▶

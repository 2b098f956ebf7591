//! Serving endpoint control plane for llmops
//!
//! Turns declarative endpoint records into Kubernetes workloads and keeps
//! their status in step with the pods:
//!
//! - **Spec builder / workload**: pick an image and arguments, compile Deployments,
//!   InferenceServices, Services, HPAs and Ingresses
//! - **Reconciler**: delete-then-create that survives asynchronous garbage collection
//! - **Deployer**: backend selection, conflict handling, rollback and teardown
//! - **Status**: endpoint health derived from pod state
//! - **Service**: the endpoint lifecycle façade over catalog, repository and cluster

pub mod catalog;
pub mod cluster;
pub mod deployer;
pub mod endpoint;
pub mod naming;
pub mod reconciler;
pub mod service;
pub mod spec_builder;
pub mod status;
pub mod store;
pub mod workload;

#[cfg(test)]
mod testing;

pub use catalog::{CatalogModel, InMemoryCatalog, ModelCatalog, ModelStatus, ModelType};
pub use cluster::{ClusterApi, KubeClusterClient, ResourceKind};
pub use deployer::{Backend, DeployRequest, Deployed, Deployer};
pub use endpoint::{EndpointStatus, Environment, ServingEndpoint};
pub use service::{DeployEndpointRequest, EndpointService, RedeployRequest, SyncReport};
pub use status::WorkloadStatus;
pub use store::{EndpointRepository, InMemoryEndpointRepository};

◀
▶

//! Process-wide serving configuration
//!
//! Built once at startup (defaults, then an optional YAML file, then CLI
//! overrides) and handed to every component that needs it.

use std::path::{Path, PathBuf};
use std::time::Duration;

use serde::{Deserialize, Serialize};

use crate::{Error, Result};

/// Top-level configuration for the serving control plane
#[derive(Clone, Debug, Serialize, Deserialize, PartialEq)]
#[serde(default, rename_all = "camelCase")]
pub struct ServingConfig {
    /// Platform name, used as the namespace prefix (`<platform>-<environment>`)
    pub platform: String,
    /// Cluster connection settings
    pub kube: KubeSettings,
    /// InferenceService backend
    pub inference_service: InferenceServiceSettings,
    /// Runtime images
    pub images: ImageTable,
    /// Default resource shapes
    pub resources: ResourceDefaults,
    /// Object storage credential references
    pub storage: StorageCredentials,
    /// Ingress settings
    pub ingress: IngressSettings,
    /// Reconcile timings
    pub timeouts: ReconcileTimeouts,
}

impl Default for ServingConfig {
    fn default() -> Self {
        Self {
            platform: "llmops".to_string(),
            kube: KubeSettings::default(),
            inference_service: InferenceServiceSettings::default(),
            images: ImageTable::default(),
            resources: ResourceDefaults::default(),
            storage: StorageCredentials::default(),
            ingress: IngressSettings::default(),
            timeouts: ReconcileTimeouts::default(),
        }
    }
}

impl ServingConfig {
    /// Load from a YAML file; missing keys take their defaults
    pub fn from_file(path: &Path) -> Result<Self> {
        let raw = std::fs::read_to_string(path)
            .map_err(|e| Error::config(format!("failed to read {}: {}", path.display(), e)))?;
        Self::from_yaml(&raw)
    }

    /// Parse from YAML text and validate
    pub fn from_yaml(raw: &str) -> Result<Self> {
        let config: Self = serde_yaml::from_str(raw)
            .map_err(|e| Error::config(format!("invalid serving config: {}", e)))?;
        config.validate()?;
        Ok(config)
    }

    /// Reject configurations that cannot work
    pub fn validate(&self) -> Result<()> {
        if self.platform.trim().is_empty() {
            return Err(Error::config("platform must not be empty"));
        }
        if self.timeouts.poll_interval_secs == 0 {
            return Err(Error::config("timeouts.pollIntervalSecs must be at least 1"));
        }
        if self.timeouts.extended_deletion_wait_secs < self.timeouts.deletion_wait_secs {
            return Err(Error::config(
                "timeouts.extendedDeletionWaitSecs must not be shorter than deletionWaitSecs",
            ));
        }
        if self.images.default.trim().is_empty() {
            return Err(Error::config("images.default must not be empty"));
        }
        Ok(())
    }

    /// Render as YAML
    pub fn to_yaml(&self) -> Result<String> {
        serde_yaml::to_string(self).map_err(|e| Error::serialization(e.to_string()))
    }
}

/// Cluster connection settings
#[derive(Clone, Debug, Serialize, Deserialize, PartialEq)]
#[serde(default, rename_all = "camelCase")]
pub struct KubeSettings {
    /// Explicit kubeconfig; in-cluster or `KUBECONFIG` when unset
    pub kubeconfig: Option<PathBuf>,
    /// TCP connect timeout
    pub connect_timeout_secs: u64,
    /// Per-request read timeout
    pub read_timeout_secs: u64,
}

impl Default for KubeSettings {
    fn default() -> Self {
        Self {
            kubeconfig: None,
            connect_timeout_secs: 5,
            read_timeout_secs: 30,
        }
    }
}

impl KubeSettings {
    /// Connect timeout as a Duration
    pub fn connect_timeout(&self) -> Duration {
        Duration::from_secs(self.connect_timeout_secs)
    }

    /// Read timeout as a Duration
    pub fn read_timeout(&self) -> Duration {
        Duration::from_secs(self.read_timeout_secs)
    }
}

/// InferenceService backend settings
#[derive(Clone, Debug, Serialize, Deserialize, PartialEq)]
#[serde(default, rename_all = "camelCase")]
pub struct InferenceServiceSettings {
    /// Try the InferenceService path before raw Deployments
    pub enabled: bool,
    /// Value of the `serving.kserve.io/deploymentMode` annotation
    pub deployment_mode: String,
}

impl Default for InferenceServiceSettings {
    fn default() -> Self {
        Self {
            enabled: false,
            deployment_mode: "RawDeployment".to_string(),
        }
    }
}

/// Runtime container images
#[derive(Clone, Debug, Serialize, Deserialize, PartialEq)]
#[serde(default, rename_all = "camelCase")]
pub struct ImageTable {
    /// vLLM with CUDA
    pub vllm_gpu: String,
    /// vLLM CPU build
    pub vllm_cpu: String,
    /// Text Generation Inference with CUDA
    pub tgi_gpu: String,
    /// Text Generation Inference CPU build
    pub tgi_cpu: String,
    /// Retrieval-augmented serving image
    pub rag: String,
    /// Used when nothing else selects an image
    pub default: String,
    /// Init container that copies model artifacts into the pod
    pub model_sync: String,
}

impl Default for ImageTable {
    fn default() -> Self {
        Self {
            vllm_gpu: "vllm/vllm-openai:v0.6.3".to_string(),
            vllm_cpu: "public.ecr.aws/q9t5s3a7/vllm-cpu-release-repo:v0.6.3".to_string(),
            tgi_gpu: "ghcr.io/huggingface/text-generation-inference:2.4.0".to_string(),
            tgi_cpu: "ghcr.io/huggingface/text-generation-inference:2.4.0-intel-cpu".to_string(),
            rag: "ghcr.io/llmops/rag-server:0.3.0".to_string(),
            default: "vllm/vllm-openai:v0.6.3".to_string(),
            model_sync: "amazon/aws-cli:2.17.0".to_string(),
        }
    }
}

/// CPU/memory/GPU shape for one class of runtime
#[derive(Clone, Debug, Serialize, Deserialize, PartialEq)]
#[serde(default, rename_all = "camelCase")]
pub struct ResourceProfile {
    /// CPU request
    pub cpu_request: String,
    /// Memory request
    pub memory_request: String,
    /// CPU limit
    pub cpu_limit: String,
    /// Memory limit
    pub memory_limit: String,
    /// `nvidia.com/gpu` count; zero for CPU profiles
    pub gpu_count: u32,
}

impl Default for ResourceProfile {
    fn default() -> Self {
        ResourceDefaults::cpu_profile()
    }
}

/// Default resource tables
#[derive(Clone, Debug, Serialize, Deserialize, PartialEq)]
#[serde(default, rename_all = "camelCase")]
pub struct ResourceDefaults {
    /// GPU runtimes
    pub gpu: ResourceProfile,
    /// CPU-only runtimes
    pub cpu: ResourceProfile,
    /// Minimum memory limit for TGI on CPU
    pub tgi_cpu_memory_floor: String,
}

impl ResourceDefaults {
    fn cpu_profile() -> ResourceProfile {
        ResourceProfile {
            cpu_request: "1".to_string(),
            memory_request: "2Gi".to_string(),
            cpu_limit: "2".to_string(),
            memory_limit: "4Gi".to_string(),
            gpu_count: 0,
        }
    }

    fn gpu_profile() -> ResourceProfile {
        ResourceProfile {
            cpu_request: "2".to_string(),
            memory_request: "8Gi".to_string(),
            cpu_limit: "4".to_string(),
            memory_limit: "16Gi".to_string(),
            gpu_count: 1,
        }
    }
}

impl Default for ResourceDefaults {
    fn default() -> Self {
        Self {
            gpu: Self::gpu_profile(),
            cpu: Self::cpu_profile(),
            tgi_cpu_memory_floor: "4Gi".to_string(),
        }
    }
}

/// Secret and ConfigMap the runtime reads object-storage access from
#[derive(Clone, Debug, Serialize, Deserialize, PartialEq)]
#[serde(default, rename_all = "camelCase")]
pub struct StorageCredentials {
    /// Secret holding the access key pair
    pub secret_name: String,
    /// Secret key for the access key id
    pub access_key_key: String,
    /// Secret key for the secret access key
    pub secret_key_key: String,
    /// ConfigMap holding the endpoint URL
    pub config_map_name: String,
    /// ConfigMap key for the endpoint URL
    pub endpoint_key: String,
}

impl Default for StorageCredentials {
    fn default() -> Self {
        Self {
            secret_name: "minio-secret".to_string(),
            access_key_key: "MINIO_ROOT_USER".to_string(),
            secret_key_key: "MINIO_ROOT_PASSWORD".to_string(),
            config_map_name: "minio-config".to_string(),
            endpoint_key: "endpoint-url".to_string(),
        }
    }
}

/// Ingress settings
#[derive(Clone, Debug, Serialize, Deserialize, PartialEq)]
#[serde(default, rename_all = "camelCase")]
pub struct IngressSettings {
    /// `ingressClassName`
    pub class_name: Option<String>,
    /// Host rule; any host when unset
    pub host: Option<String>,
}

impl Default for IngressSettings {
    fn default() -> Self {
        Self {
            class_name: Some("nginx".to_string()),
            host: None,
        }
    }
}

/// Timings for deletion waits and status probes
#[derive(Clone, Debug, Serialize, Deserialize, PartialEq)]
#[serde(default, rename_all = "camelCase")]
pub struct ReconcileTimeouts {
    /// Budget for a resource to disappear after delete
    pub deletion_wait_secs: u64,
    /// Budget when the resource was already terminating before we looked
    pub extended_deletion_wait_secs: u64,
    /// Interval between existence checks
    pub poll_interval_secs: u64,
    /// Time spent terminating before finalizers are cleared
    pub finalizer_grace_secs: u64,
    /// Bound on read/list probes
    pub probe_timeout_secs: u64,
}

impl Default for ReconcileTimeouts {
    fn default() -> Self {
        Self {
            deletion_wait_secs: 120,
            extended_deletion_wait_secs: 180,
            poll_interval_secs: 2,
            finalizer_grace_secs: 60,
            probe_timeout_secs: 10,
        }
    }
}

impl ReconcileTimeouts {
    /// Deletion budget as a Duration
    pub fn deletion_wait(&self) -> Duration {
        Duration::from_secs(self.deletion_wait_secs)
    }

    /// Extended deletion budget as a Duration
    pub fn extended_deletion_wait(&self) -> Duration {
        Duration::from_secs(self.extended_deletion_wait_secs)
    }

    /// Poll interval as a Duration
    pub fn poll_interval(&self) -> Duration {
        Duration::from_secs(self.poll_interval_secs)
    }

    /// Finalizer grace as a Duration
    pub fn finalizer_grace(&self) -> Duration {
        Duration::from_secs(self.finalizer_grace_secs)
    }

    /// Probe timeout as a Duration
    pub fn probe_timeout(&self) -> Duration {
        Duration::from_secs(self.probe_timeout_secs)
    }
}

◀
▶

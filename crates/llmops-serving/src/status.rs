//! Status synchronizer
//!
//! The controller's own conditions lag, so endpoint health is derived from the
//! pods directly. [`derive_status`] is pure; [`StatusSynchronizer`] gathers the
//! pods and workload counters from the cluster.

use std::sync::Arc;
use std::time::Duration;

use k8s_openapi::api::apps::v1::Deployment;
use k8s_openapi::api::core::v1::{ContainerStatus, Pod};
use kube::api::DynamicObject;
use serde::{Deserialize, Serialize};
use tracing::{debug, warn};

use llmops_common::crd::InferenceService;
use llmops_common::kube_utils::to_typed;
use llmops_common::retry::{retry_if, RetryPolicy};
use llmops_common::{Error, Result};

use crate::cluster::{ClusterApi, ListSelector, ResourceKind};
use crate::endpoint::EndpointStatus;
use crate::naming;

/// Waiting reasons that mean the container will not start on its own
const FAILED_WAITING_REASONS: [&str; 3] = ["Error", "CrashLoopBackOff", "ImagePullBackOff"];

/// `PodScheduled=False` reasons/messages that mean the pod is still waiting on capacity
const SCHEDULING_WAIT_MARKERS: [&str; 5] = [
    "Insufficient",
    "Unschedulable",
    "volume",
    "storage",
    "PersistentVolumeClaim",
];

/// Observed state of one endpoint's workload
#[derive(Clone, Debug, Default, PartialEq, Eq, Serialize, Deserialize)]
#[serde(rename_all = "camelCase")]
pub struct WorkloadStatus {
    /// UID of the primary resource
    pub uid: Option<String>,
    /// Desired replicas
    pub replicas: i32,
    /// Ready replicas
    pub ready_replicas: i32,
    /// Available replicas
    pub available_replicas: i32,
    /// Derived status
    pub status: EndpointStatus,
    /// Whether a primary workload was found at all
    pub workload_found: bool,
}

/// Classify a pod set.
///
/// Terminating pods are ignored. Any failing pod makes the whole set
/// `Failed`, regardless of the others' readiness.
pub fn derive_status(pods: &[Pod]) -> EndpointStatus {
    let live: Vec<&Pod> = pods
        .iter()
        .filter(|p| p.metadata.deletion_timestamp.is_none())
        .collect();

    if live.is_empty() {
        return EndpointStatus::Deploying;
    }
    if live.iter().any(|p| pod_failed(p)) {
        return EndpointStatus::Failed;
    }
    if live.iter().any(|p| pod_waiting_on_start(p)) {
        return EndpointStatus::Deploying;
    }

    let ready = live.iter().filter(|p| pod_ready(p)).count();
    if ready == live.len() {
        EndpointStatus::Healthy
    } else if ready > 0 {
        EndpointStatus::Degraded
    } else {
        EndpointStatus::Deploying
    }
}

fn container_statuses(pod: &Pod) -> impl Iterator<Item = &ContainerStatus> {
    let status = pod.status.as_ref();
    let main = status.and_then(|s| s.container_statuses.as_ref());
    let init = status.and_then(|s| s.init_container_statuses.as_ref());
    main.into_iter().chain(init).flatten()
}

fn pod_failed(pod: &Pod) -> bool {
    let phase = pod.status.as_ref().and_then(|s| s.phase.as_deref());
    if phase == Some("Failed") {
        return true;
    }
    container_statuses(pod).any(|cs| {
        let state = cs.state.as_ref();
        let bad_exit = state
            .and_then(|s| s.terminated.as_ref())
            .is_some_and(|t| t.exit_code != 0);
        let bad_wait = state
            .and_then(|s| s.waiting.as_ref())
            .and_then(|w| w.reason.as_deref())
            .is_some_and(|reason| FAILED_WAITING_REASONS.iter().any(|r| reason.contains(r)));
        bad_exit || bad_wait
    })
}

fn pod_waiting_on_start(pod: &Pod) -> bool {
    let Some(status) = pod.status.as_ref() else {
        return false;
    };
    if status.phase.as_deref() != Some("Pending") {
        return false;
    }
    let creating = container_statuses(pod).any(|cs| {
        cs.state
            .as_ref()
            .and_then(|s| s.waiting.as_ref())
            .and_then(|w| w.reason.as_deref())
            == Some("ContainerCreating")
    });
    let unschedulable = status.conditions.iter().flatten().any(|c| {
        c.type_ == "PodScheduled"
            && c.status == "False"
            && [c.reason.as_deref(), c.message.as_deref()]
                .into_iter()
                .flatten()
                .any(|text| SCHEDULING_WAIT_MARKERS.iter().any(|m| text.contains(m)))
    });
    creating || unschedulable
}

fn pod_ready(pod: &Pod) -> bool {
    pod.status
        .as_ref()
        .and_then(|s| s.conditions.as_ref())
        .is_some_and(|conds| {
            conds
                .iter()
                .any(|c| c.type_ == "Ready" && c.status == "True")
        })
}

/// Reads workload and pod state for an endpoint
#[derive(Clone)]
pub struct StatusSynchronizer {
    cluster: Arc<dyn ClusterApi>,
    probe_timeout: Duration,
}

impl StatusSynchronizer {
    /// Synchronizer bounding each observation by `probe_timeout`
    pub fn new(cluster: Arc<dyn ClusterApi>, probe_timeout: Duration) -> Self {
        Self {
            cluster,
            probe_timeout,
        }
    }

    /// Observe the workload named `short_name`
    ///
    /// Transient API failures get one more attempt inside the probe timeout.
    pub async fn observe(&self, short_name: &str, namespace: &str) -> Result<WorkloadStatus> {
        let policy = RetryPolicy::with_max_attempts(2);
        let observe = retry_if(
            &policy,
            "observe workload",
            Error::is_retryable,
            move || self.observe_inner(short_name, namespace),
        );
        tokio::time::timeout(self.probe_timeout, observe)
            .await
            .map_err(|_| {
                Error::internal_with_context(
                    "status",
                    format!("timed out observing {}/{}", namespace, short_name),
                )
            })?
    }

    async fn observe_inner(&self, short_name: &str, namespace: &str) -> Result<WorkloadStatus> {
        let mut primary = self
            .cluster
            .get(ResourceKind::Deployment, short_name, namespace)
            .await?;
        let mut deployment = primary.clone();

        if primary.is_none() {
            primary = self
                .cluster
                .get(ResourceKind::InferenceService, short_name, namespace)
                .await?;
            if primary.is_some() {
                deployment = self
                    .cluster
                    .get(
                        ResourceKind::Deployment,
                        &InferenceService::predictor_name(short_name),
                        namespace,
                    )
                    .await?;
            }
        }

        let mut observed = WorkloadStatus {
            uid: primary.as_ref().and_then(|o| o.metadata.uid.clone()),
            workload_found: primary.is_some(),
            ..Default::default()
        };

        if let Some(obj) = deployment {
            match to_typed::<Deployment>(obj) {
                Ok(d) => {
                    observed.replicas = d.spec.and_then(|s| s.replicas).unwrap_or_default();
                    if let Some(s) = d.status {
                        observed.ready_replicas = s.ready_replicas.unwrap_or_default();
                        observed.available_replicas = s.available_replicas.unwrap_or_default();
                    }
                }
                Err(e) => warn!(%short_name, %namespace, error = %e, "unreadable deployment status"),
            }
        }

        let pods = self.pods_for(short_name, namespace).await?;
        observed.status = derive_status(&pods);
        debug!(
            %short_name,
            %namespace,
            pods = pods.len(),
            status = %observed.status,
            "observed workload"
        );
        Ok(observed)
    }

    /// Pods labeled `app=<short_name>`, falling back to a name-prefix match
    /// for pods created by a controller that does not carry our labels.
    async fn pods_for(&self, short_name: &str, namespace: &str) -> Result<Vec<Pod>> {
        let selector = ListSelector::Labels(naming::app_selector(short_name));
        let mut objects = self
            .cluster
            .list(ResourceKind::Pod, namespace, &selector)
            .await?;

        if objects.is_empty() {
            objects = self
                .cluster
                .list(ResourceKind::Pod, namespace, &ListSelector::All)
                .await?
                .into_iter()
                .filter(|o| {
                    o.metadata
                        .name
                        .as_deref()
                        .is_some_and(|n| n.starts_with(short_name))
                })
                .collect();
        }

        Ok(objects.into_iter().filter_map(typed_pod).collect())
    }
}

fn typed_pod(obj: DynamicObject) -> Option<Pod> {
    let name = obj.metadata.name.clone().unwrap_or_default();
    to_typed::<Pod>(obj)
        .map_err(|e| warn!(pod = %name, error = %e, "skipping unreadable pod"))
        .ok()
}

◀

### ASSIGNMENT
Where a line above contains the word "InferenceServiceSettings", show that line.

### ANSWER BELOW
    pub inference_service: InferenceServiceSettings,
            inference_service: InferenceServiceSettings::default(),
pub struct InferenceServiceSettings {
impl Default for InferenceServiceSettings {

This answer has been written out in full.